WHAT THE EXERCISE ASKS. Find the word "Debug" in the data, then copy each line where it is found.
*** Opening RECORDS SUPPLIED ***
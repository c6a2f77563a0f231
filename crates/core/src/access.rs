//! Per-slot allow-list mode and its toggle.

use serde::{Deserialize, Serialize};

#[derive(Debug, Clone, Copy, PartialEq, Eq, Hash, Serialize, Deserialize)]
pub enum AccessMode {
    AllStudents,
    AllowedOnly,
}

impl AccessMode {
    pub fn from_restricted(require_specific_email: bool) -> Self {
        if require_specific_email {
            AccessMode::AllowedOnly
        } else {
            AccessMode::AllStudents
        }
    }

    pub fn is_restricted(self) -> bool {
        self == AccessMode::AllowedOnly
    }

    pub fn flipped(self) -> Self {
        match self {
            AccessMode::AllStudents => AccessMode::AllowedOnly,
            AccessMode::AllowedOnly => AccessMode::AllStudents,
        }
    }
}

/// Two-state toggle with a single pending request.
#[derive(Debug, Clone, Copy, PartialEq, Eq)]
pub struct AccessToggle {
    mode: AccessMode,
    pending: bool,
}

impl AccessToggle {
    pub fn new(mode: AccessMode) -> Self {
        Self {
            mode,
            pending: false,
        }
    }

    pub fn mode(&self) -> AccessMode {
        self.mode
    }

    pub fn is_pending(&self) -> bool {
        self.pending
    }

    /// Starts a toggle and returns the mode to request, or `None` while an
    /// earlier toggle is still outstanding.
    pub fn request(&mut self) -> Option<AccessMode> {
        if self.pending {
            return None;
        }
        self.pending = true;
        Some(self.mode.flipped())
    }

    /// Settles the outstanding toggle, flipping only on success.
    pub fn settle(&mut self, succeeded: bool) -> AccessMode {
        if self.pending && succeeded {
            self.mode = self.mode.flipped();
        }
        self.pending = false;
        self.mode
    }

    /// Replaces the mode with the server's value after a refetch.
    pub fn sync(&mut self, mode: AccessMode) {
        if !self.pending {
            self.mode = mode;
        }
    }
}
*** Closing RECORDS SUPPLIED ***
*** Opening RECORDS SUPPLIED ***
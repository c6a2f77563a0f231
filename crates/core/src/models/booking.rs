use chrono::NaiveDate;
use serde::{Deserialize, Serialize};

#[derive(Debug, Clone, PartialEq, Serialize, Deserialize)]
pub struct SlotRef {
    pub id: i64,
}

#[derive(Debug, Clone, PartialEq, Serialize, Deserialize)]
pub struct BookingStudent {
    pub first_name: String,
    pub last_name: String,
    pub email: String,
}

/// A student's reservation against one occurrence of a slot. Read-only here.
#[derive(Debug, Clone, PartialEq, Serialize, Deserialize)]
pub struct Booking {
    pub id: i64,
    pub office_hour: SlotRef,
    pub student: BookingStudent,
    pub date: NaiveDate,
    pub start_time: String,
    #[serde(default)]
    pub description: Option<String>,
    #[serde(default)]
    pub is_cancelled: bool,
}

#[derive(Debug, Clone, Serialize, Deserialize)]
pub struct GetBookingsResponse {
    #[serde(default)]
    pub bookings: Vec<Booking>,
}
*** Closing RECORDS SUPPLIED ***
*** Opening RECORDS SUPPLIED ***
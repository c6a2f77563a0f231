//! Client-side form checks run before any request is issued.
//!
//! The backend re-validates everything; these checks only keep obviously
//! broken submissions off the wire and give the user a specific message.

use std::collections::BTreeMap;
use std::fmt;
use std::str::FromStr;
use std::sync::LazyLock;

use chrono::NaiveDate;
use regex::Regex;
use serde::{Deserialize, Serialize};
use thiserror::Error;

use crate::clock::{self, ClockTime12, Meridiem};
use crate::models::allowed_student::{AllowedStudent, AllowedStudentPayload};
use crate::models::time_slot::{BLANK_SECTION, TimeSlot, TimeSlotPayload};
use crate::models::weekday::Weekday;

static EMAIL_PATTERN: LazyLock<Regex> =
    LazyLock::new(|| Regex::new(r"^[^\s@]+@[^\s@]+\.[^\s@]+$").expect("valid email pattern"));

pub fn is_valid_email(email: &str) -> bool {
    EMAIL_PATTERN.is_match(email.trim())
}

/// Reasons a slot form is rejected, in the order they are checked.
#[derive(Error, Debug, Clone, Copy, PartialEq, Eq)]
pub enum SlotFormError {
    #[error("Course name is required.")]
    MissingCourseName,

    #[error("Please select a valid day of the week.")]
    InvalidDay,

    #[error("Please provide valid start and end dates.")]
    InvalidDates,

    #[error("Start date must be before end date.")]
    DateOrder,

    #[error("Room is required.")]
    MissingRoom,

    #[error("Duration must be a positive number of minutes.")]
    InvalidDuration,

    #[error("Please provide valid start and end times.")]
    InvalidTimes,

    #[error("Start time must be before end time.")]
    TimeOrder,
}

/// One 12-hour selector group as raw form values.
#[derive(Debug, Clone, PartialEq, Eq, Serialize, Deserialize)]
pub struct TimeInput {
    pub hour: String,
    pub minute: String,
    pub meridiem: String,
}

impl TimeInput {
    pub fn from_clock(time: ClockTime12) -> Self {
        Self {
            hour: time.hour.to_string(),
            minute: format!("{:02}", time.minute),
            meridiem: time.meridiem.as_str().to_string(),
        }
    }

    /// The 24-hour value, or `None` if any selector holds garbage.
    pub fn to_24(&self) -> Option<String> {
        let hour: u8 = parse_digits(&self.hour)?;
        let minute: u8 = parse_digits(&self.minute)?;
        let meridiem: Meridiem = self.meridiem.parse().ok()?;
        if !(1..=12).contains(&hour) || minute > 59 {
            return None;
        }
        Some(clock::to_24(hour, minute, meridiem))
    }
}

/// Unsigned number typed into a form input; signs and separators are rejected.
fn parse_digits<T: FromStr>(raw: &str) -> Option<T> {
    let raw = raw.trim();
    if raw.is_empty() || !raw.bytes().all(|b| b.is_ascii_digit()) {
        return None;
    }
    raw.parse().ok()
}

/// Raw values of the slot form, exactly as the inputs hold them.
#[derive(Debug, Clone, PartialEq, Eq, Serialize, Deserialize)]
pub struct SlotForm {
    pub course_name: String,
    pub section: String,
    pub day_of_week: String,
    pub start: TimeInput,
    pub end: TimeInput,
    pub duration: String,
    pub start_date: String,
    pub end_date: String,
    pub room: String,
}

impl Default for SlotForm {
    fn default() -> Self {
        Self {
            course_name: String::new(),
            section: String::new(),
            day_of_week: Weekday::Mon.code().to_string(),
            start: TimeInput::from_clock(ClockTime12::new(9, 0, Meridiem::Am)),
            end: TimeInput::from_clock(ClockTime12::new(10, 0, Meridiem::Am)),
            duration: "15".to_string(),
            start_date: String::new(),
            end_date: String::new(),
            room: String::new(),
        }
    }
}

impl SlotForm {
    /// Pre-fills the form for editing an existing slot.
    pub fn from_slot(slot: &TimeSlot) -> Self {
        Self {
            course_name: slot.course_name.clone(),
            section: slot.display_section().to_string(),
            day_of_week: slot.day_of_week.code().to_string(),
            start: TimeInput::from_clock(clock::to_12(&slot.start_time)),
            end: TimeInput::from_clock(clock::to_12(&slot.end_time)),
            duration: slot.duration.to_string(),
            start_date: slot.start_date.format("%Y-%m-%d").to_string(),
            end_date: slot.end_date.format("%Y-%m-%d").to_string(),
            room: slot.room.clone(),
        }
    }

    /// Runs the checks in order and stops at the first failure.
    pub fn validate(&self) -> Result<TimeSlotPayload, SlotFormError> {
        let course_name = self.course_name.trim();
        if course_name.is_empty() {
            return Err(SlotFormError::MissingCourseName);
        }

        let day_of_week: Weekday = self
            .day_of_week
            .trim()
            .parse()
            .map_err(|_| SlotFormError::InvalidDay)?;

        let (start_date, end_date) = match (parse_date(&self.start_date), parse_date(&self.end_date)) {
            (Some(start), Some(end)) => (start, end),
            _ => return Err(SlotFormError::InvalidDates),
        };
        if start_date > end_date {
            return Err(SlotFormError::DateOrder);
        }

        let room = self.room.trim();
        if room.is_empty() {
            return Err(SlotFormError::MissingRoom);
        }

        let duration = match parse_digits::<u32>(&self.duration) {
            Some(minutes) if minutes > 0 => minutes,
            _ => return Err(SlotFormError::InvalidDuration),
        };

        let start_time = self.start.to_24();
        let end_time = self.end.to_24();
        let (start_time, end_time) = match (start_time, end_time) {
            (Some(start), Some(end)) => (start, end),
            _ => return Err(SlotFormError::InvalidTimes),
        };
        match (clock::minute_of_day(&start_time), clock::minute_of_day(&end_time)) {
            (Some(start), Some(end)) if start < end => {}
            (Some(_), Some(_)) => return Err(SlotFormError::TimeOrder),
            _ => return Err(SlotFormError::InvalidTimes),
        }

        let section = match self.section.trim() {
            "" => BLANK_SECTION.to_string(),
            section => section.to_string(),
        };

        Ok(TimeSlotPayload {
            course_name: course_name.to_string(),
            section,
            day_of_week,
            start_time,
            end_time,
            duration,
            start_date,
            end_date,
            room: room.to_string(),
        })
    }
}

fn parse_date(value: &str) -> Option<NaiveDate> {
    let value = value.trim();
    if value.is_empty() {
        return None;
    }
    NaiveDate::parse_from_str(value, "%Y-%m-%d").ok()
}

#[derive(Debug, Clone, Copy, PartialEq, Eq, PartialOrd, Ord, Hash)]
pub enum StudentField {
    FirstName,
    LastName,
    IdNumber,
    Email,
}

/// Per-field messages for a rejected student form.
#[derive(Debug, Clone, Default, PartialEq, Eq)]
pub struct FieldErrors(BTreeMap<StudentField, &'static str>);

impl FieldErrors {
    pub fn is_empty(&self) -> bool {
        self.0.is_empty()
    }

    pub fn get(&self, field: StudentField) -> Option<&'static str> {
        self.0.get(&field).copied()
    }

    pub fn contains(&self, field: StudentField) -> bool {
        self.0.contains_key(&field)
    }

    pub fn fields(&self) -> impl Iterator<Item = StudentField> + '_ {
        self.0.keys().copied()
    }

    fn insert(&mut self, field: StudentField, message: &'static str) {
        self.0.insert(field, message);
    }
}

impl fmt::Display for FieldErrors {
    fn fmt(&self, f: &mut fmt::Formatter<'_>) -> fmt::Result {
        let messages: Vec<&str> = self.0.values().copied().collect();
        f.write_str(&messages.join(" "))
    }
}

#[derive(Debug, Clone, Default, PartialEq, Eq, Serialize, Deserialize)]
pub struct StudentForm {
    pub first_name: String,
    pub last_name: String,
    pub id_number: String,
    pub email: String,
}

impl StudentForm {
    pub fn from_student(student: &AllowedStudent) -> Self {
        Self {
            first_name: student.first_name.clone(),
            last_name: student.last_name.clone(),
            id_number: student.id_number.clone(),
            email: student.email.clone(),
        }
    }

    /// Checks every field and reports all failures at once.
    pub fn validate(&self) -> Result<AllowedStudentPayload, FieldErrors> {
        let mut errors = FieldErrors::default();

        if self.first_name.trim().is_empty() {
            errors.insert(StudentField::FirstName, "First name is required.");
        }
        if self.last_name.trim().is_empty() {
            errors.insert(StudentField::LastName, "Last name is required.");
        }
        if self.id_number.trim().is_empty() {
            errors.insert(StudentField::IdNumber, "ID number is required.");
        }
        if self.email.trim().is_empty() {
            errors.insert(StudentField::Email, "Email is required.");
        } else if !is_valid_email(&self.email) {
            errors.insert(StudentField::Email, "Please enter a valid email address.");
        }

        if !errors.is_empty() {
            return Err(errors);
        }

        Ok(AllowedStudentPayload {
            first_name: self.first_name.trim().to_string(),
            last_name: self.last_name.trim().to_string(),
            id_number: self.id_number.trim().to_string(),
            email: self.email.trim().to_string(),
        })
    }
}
*** Closing RECORDS SUPPLIED ***
ANSWER BELOW.
#[derive(Debug, Clone, Copy, PartialEq, Eq, Hash, Serialize, Deserialize)]
#[derive(Debug, Clone, Copy, PartialEq, Eq)]
#[derive(Debug, Clone, PartialEq, Serialize, Deserialize)]
#[derive(Debug, Clone, PartialEq, Serialize, Deserialize)]
#[derive(Debug, Clone, PartialEq, Serialize, Deserialize)]
#[derive(Debug, Clone, Serialize, Deserialize)]
#[derive(Error, Debug, Clone, Copy, PartialEq, Eq)]
#[derive(Debug, Clone, PartialEq, Eq, Serialize, Deserialize)]
#[derive(Debug, Clone, PartialEq, Eq, Serialize, Deserialize)]
#[derive(Debug, Clone, Copy, PartialEq, Eq, PartialOrd, Ord, Hash)]
#[derive(Debug, Clone, Default, PartialEq, Eq)]
#[derive(Debug, Clone, Default, PartialEq, Eq, Serialize, Deserialize)]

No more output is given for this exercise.